» **EXERCISE AIM**
Print exactly what the entries say, line by line, from the first line down to the one with "the frame ticker.", inclusive.

» **RECORD EXTRACTS**
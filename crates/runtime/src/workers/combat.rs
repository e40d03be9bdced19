//! Combat worker that owns the authoritative [`dice_core::Board`].
//!
//! Receives commands from [`crate::RuntimeHandle`], drives the board's frame
//! clock while combat is active, and publishes everything the board produces
//! to the [`EventBus`].

use std::time::Duration;

use tokio::sync::{mpsc, oneshot};
use tokio::time::{self, MissedTickBehavior};
use tracing::{debug, info};

use dice_content::TemplateCatalog;
use dice_core::{
    Board, BoardSnapshot, DiceId, FireReport, MergeReport, PlayerLedger, Position, TargetId,
};

use crate::api::{Result, RuntimeError};
use crate::arena::{SharedPlayer, SharedTargets};
use crate::events::{DiceEvent, Event, EventBus, PhaseEvent};
use crate::totals::CombatTotals;

/// Commands that can be sent to the combat worker
pub enum Command {
    /// Place a catalog template at a cell.
    Place {
        template: String,
        position: Position,
        reply: oneshot::Sender<Result<DiceId>>,
    },
    Remove {
        dice: DiceId,
        reply: oneshot::Sender<Result<()>>,
    },
    Merge {
        consumed: DiceId,
        survivor: DiceId,
        reply: oneshot::Sender<Result<MergeReport>>,
    },
    StartCombat {
        reply: oneshot::Sender<bool>,
    },
    EndCombat {
        reply: oneshot::Sender<bool>,
    },
    SpawnTarget {
        position: Position,
        health: f32,
        reply: oneshot::Sender<TargetId>,
    },
    /// Advance the clock by `dt` seconds outside the frame ticker.
    Advance {
        dt: f32,
        reply: oneshot::Sender<Vec<FireReport>>,
    },
    QuerySnapshot {
        reply: oneshot::Sender<BoardSnapshot>,
    },
    QueryTotals {
        reply: oneshot::Sender<CombatTotals>,
    },
    QueryPlayer {
        reply: oneshot::Sender<PlayerLedger>,
    },
    QueryTargetsAlive {
        reply: oneshot::Sender<usize>,
    },
    Shutdown,
}

/// Background task that serializes every board mutation.
pub struct CombatWorker {
    board: Board,
    catalog: TemplateCatalog,
    targets: SharedTargets,
    player: SharedPlayer,
    command_rx: mpsc::Receiver<Command>,
    event_bus: EventBus,
    frame_interval: Duration,
    auto_advance: bool,
    frame: u64,
    totals: CombatTotals,
    had_targets: bool,
}

impl CombatWorker {
    #[allow(clippy::too_many_arguments)]
    pub fn new(
        board: Board,
        catalog: TemplateCatalog,
        targets: SharedTargets,
        player: SharedPlayer,
        command_rx: mpsc::Receiver<Command>,
        event_bus: EventBus,
        frame_interval: Duration,
        auto_advance: bool,
    ) -> Self {
        info!(
            target: "combat_runtime::worker",
            templates = catalog.len(),
            frame_ms = frame_interval.as_millis() as u64,
            auto_advance,
            "combat worker initialized"
        );

        let had_targets = targets.alive_count() > 0;
        Self {
            board,
            catalog,
            targets,
            player,
            command_rx,
            event_bus,
            frame_interval,
            auto_advance,
            frame: 0,
            totals: CombatTotals::default(),
            had_targets,
        }
    }

    /// Main worker loop.
    ///
    /// Commands take priority over frames. The ticker only runs while combat
    /// is active and is re-phased whenever combat starts, so the first frame
    /// lands one interval after the start command.
    pub async fn run(mut self) {
        let mut ticker = time::interval(self.frame_interval);
        ticker.set_missed_tick_behavior(MissedTickBehavior::Delay);

        loop {
            let ticking = self.auto_advance && self.board.is_combat_active();
            tokio::select! {
                biased;
                cmd = self.command_rx.recv() => match cmd {
                    Some(Command::Shutdown) | None => break,
                    Some(cmd) => {
                        let was_active = self.board.is_combat_active();
                        self.handle_command(cmd);
                        if !was_active && self.board.is_combat_active() {
                            ticker.reset();
                        }
                    }
                },
                _ = ticker.tick(), if ticking => {
                    let dt = self.frame_interval.as_secs_f32();
                    self.step(dt);
                }
            }
        }

        info!(
            target: "combat_runtime::worker",
            frames = self.frame,
            "combat worker stopped"
        );
    }

    fn handle_command(&mut self, cmd: Command) {
        match cmd {
            Command::Place {
                template,
                position,
                reply,
            } => {
                let result = self.handle_place(template, position);
                if reply.send(result).is_err() {
                    debug!("Place reply channel closed (caller dropped)");
                }
            }
            Command::Remove { dice, reply } => {
                let result = self.handle_remove(dice);
                if reply.send(result).is_err() {
                    debug!("Remove reply channel closed (caller dropped)");
                }
            }
            Command::Merge {
                consumed,
                survivor,
                reply,
            } => {
                let result = self.handle_merge(consumed, survivor);
                if reply.send(result).is_err() {
                    debug!("Merge reply channel closed (caller dropped)");
                }
            }
            Command::StartCombat { reply } => {
                let started = self.handle_start_combat();
                if reply.send(started).is_err() {
                    debug!("StartCombat reply channel closed (caller dropped)");
                }
            }
            Command::EndCombat { reply } => {
                let ended = self.handle_end_combat();
                if reply.send(ended).is_err() {
                    debug!("EndCombat reply channel closed (caller dropped)");
                }
            }
            Command::SpawnTarget {
                position,
                health,
                reply,
            } => {
                let target = self.targets.spawn(position, health);
                self.had_targets = true;
                self.event_bus.publish(Event::Phase(PhaseEvent::TargetSpawned {
                    target,
                    position,
                    health,
                }));
                if reply.send(target).is_err() {
                    debug!("SpawnTarget reply channel closed (caller dropped)");
                }
            }
            Command::Advance { dt, reply } => {
                let reports = self.step(dt);
                if reply.send(reports).is_err() {
                    debug!("Advance reply channel closed (caller dropped)");
                }
            }
            Command::QuerySnapshot { reply } => {
                if reply.send(self.board.snapshot()).is_err() {
                    debug!("QuerySnapshot reply channel closed (caller dropped)");
                }
            }
            Command::QueryTotals { reply } => {
                if reply.send(self.totals).is_err() {
                    debug!("QueryTotals reply channel closed (caller dropped)");
                }
            }
            Command::QueryPlayer { reply } => {
                if reply.send(self.player.ledger()).is_err() {
                    debug!("QueryPlayer reply channel closed (caller dropped)");
                }
            }
            Command::QueryTargetsAlive { reply } => {
                if reply.send(self.targets.alive_count()).is_err() {
                    debug!("QueryTargetsAlive reply channel closed (caller dropped)");
                }
            }
            // Intercepted by the run loop.
            Command::Shutdown => {}
        }
    }

    fn handle_place(&mut self, template_id: String, position: Position) -> Result<DiceId> {
        let template = self
            .catalog
            .get(&template_id)
            .ok_or_else(|| RuntimeError::UnknownTemplate(template_id.clone()))?;
        let dice = self.board.place(template, position)?;

        self.event_bus.publish(Event::Dice(DiceEvent::Placed {
            dice,
            template: template_id,
            position,
        }));
        self.flush_effects();
        Ok(dice)
    }

    fn handle_remove(&mut self, dice: DiceId) -> Result<()> {
        self.board.remove(dice)?;
        self.event_bus
            .publish(Event::Dice(DiceEvent::Removed { dice }));
        self.flush_effects();
        Ok(())
    }

    fn handle_merge(&mut self, consumed: DiceId, survivor: DiceId) -> Result<MergeReport> {
        let both_present =
            self.board.unit(consumed).is_some() && self.board.unit(survivor).is_some();
        if consumed != survivor && both_present && !self.board.can_merge(consumed, survivor) {
            return Err(RuntimeError::IncompatibleMerge { consumed, survivor });
        }
        let report = self.board.merge(consumed, survivor)?;
        self.event_bus.publish(Event::Dice(DiceEvent::Merged(report)));
        self.flush_effects();
        Ok(report)
    }

    fn handle_start_combat(&mut self) -> bool {
        if !self.board.start_combat() {
            return false;
        }
        self.totals = CombatTotals::default();
        let firing = self.board.units().iter().filter(|u| u.is_firing()).count();
        self.event_bus
            .publish(Event::Phase(PhaseEvent::CombatStarted { firing }));
        self.flush_effects();
        true
    }

    fn handle_end_combat(&mut self) -> bool {
        if !self.board.end_combat() {
            return false;
        }
        self.flush_effects();
        self.event_bus
            .publish(Event::Phase(PhaseEvent::CombatEnded { frame: self.frame }));
        info!(
            target: "combat_runtime::worker",
            frames = self.totals.frames,
            damage = self.totals.damage,
            kills = self.totals.kills,
            "combat ended"
        );
        true
    }

    /// One frame of the combat clock.
    fn step(&mut self, dt: f32) -> Vec<FireReport> {
        self.frame += 1;
        let in_combat = self.board.is_combat_active();
        if in_combat {
            self.totals.frames += 1;
        }

        let reports = self.board.advance(dt);
        for report in &reports {
            self.totals.record_fire(report);
            self.event_bus.publish(Event::Dice(DiceEvent::Fired(*report)));
        }
        self.flush_effects();
        self.sweep_targets(in_combat);
        reports
    }

    fn flush_effects(&mut self) {
        for record in self.board.drain_effects() {
            self.totals.record_effect(&record);
            self.event_bus.publish(Event::Effect(record.into()));
        }
    }

    /// Drops corpses and announces when combat has nothing left to shoot.
    fn sweep_targets(&mut self, in_combat: bool) {
        let cleared = self.targets.with(|pool| pool.clear_dead());
        let alive = self.targets.alive_count();
        if cleared > 0 {
            debug!(
                target: "combat_runtime::worker",
                cleared,
                alive,
                frame = self.frame,
                "targets cleared"
            );
        }
        if in_combat && self.had_targets && alive == 0 {
            self.event_bus
                .publish(Event::Phase(PhaseEvent::TargetsCleared { frame: self.frame }));
        }
        self.had_targets = alive > 0;
    }
}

» **TASK RESULT**
filename crates/runtime/src/workers/combat.rs
repository e40d03be9bdced19
//! Combat worker that owns the authoritative [`dice_core::Board`].
//!
//! Receives commands from [`crate::RuntimeHandle`], drives the board's frame
//! clock while combat is active, and publishes everything the board produces
//! to the [`EventBus`].

use std::time::Duration;

use tokio::sync::{mpsc, oneshot};
use tokio::time::{self, MissedTickBehavior};
use tracing::{debug, info};

use dice_content::TemplateCatalog;
use dice_core::{
    Board, BoardSnapshot, DiceId, FireReport, MergeReport, PlayerLedger, Position, TargetId,
};

use crate::api::{Result, RuntimeError};
use crate::arena::{SharedPlayer, SharedTargets};
use crate::events::{DiceEvent, Event, EventBus, PhaseEvent};
use crate::totals::CombatTotals;

/// Commands that can be sent to the combat worker
pub enum Command {
    /// Place a catalog template at a cell.
    Place {
        template: String,
        position: Position,
        reply: oneshot::Sender<Result<DiceId>>,
    },
    Remove {
        dice: DiceId,
        reply: oneshot::Sender<Result<()>>,
    },
    Merge {
        consumed: DiceId,
        survivor: DiceId,
        reply: oneshot::Sender<Result<MergeReport>>,
    },
    StartCombat {
        reply: oneshot::Sender<bool>,
    },
    EndCombat {
        reply: oneshot::Sender<bool>,
    },
    SpawnTarget {
        position: Position,
        health: f32,
        reply: oneshot::Sender<TargetId>,
    },
    /// Advance the clock by `dt` seconds outside the frame ticker.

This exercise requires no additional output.